Pour l’assureur Swiss Life, les contrats "euro-croissance" sont mort-nés

Par Mathias Thépot  |   |  571  mots
S’ils louent l’initiative intellectuelle de créer des contrats d’assurance-vie "euro-croissance", les dirigeants de l’assureur Swiss Life sont très sceptiques sur le succès du nouveau dispositif auprès des clients.

Prévu dans le cadre de la loi de finance 2014, le contrat d'assurance vie "euro-croissance" fait déjà l'unanimité dans son principe dans le monde de l'assurance. Le lobby de la profession, la Fédération française des sociétés d'assurances (FFSA), s'est même publiquement réjoui de la création de ce contrat proposé dans le rapport des députés PS Karine Berger et Dominique Lefebvre. Il devrait en effet avoir la sécurité d'un fonds en euros et le rendement plus attractif des supports en unités de compte (UC), dans lesquels les sommes versées sont placées dans un portefeuille qui se compose en majorité d'actions, mais qui peuvent, en cas de marchés baissiers, afficher un rendement négatif. L'"euro-croissance" a en fait été "élaboré sur le principe des contrats "euro diversifiés" existant et reposant sur une allocation d'actifs combinant mieux au profit de l'économie le risque et la sécurité", indique le rapport Berger-Lefebvre.

Les assureurs cherchent à introduire davantage d'unités de compte dans leurs contrats

Ce nouveau contrat émerge dans un contexte où les assureurs cherchent à introduire le plus possible d'unités de compte dans leurs contrats d'assurance-vie. Le niveau général des taux d'intérêt est en effet historiquement bas, ce qui rend les contrats en euros peu rentables. L'assureur Swiss Life France fait partie de ceux là. Axé sur une clientèle haut de gamme qui a pour avantage d'être "plus stable", selon son PDG Charles Relecom, l'assureur a introduit 36% d'UC dans ses contrats d'assurance-vie, et en intègre même 50% en moyenne dans ses nouveaux contrats.

"Les clients ne voudront pas" de l'"euro-croissance"

Le lancement du contrat "euro-croissance" va donc dans le sens de la politique commerciale du groupe.

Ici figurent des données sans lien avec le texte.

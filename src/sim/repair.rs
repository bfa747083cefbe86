//! Station docking: hull repair, station self-repair, refuelling, fuel warnings

use glam::Vec2;

use super::events::{SimEvent, SoundCue, colors};
use super::session::{set_var, show_beat};
use super::state::Session;
use crate::definitions::Definitions;

const FUEL_LOW: f32 = 0.3;
const FUEL_CRITICAL: f32 = 0.1;

/// Run one tick of docking logic.
///
/// Nothing happens unless the ship is within repair range of a living station.
pub fn update_repairs(session: &mut Session, defs: &Definitions, dt: f32) {
    let cfg = defs.game();
    let docked = match (&session.ship, &session.station) {
        (Some(ship), Some(station)) if !station.is_destroyed() => {
            ship.pos.distance(station.pos) <= cfg.station_repair_range
        }
        _ => false,
    };
    if !docked {
        session.repairing = false;
        return;
    }

    if !session.repairing {
        session.repairing = true;
        let low_fuel = session
            .ship
            .as_ref()
            .is_some_and(|s| s.fuel <= cfg.max_fuel * FUEL_LOW);
        show_beat(session, defs, if low_fuel { "refueling" } else { "repair_docking" });
    }

    repair_parts(session, defs, dt);
    repair_station(session, defs, dt);

    if let Some(ship) = session.ship.as_mut() {
        ship.fuel = (ship.fuel + cfg.fuel_refuel_rate * dt).min(cfg.max_fuel);
    }
}

/// Restore one hp to the first damaged part each time the accumulator fills
fn repair_parts(session: &mut Session, defs: &Definitions, dt: f32) {
    session.repair_accum += defs.game().repair_rate * dt;
    if session.repair_accum < 1.0 {
        return;
    }
    session.repair_accum -= 1.0;

    let Some(ship) = session.ship.as_mut() else {
        return;
    };
    let Some(index) = ship.parts.iter().position(|p| p.hp < p.max_hp) else {
        session.repair_accum = 0.0;
        return;
    };
    ship.parts[index].hp += 1;
    let pos = ship.world_position(&ship.parts[index]);

    session.emit(SimEvent::float(pos, "+1", colors::REPAIR, 0.8));
    session.emit(SimEvent::Sound(SoundCue::Repair));
}

/// Restore station hp and re-arm its damage warnings as it recovers
fn repair_station(session: &mut Session, defs: &Definitions, dt: f32) {
    let Some(station) = session.station.as_mut() else {
        return;
    };
    if station.hp >= station.max_hp {
        session.station_repair_accum = 0.0;
        return;
    }
    session.station_repair_accum += defs.game().station_repair_rate * dt;
    if session.station_repair_accum < 1.0 {
        return;
    }
    session.station_repair_accum -= 1.0;

    station.hp += 1;
    let ratio = station.hp_ratio();
    if ratio > 0.5 {
        station.warned_50 = false;
    }
    if ratio > 0.3 {
        station.warned_30 = false;
    }
    let pos = station.pos - Vec2::new(0.0, 30.0);
    let hp = station.hp;

    session.emit(SimEvent::float(pos, "+1", colors::REPAIR, 1.0));
    set_var(session, "station_hp", hp as f64, "station repaired");
}

/// Announce fuel thresholds once each, re-arming as the tank refills
pub fn update_fuel_warnings(session: &mut Session, defs: &Definitions) {
    let max_fuel = defs.game().max_fuel;
    let Some(fuel) = session.ship.as_ref().map(|s| s.fuel) else {
        return;
    };
    let ratio = if max_fuel > 0.0 { fuel / max_fuel } else { 0.0 };

    let latches = &mut session.latches;
    if ratio > FUEL_LOW {
        latches.fuel_low = false;
    }
    if ratio > FUEL_CRITICAL {
        latches.fuel_critical = false;
    }
    if ratio > 0.0 {
        latches.fuel_empty = false;
    }

    let beat = if ratio <= 0.0 && !latches.fuel_empty {
        latches.fuel_empty = true;
        latches.fuel_critical = true;
        latches.fuel_low = true;
        Some("fuel_empty")
    } else if ratio <= FUEL_CRITICAL && !latches.fuel_critical {
        latches.fuel_critical = true;
        latches.fuel_low = true;
        Some("fuel_critical")
    } else if ratio <= FUEL_LOW && !latches.fuel_low {
        latches.fuel_low = true;
        Some("fuel_low")
    } else {
        None
    };

    // whole units only, so the variable log stays readable
    let rounded = fuel.floor() as f64;
    if session.narrative.var("fuel") != Some(rounded) {
        set_var(session, "fuel", rounded, "fuel changed");
    }

    if let Some(beat) = beat {
        session.emit(SimEvent::Sound(SoundCue::FuelWarn));
        show_beat(session, defs, beat);
    }
}

#[cfg(test)]
mod tests {
    use super::*;
    use crate::sim::session::{begin_game, start_screen};

    fn docked(seed: u64) -> (Session, Definitions) {
        let defs = Definitions::builtin();
        let mut session = Session::new(seed);
        start_screen(&mut session, &defs);
        begin_game(&mut session, &defs);
        session.ship.as_mut().unwrap().pos = Vec2::new(0.0, -100.0);
        session.drain_events();
        (session, defs)
    }

    #[test]
    fn test_docking_beat_once_per_visit() {
        let (mut session, defs) = docked(1);
        update_repairs(&mut session, &defs, 0.1);
        assert!(session.repairing);
        assert_eq!(session.narrative.current_node, "repair_docking");

        session.narrative.current_node.clear();
        update_repairs(&mut session, &defs, 0.1);
        assert_eq!(session.narrative.current_node, "");

        session.ship.as_mut().unwrap().pos = Vec2::new(0.0, -500.0);
        update_repairs(&mut session, &defs, 0.1);
        assert!(!session.repairing);

        session.ship.as_mut().unwrap().pos = Vec2::new(0.0, -100.0);
        session.ship.as_mut().unwrap().fuel = 20.0;
        update_repairs(&mut session, &defs, 0.1);
        assert_eq!(session.narrative.current_node, "refueling");
    }

    #[test]
    fn test_part_repair_accumulates() {
        let (mut session, defs) = docked(2);
        session.ship.as_mut().unwrap().parts[1].hp = 1;
        // repair_rate 0.35/s: three seconds is enough for one hp
        for _ in 0..30 {
            update_repairs(&mut session, &defs, 0.1);
        }
        let ship = session.ship.as_ref().unwrap();
        assert_eq!(ship.parts[1].hp, 2);
        assert!(session.events.contains(&SimEvent::Sound(SoundCue::Repair)));
    }

    #[test]
    fn test_station_repair_rearms_warnings() {
        let (mut session, defs) = docked(3);
        {
            let station = session.station.as_mut().unwrap();
            station.hp = 10;
            station.warned_50 = true;
        }
        // station_repair_rate 0.15/s
        update_repairs(&mut session, &defs, 7.0);
        let station = session.station.as_ref().unwrap();
        assert_eq!(station.hp, 11);
        assert!(!station.warned_50);
        assert_eq!(session.narrative.var("station_hp"), Some(11.0));
    }

    #[test]
    fn test_refuel_caps_at_max() {
        let (mut session, defs) = docked(4);
        session.ship.as_mut().unwrap().fuel = 95.0;
        update_repairs(&mut session, &defs, 1.0);
        assert_eq!(session.ship.as_ref().unwrap().fuel, 100.0);
    }

    #[test]
    fn test_dead_station_does_not_repair() {
        let (mut session, defs) = docked(5);
        session.station.as_mut().unwrap().hp = 0;
        session.ship.as_mut().unwrap().fuel = 10.0;
        update_repairs(&mut session, &defs, 1.0);
        assert!(!session.repairing);
        assert_eq!(session.ship.as_ref().unwrap().fuel, 10.0);
    }

    #[test]
    fn test_fuel_warnings_fire_once_and_rearm() {
        let (mut session, defs) = docked(6);
        let set_fuel = |s: &mut Session, f: f32| s.ship.as_mut().unwrap().fuel = f;

        set_fuel(&mut session, 25.0);
        update_fuel_warnings(&mut session, &defs);
        assert_eq!(session.narrative.current_node, "fuel_low");
        update_fuel_warnings(&mut session, &defs);

        set_fuel(&mut session, 5.0);
        update_fuel_warnings(&mut session, &defs);
        assert_eq!(session.narrative.current_node, "fuel_critical");

        set_fuel(&mut session, 0.0);
        update_fuel_warnings(&mut session, &defs);
        assert_eq!(session.narrative.current_node, "fuel_empty");
        assert_eq!(session.narrative.var("fuel"), Some(0.0));

        let warns = session
            .drain_events()
            .into_iter()
            .filter(|e| *e == SimEvent::Sound(SoundCue::FuelWarn))
            .count();
        assert_eq!(warns, 3);

        set_fuel(&mut session, 50.0);
        update_fuel_warnings(&mut session, &defs);
        assert!(!session.latches.fuel_low && !session.latches.fuel_empty);
        set_fuel(&mut session, 29.0);
        update_fuel_warnings(&mut session, &defs);
        assert_eq!(session.narrative.current_node, "fuel_low");
    }
}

Seulement voilà, l'un des directeurs généraux de l'assureur Eric Le Baron le certifie, "les clients n'en voudront pas", au même titre que les contrats "euro-diversifiés".
L'"euro-croissance" voit en effet ses fonds bloqués pendant plusieurs années dans des entreprises et surtout le capital garanti au terme des huit ans seulement. L'épargne ne serait donc pas garantie en cours de vie comme c'est le cas pour un contrat ou un fonds en euros. Pour Eric le Baron, fin connaisseur du comportement des souscripteurs de contrats d'assurance-vie, l'épargnant moyen souhaite avant tout "investir ses économies à long terme et pouvoir les récupérer rapidement à court terme en cas de coup dur".

Une contrainte fiscale pour les encours supérieurs à 500.000 euros

Le contrat "euro-croissance" pourrait in fine trouver son salut chez les souscripteurs les plus aisés, moins concernés par les pépins de la vie. Mais ils seront contraints fiscalement, ce qui exaspère les assureurs : pour les encours de contrats de plus de 500 000 euros, l'avantage fiscal inhérent à tous les contrats d'assurance vie sera à l'avenir réservé "aux contrats en unités de compte et aux contrats "Euro-Croissance"", indique le rapport Berger. Pour Charles Relecom, il serait désastreux d'instaurer "une assurance-vie à deux vitesses" entre les souscripteurs les plus aisés et les autres. "Créer un support "euro-croissance" pourrait être une bonne chose, mais si cela doit s'inscrire dans un dispositif compliqué, où il faut distinguer les contrats des épargnants selon leur montant, cela les découragera", avertissait pour sa part le président de la FFSA Bernard Spitz, en avril dernier.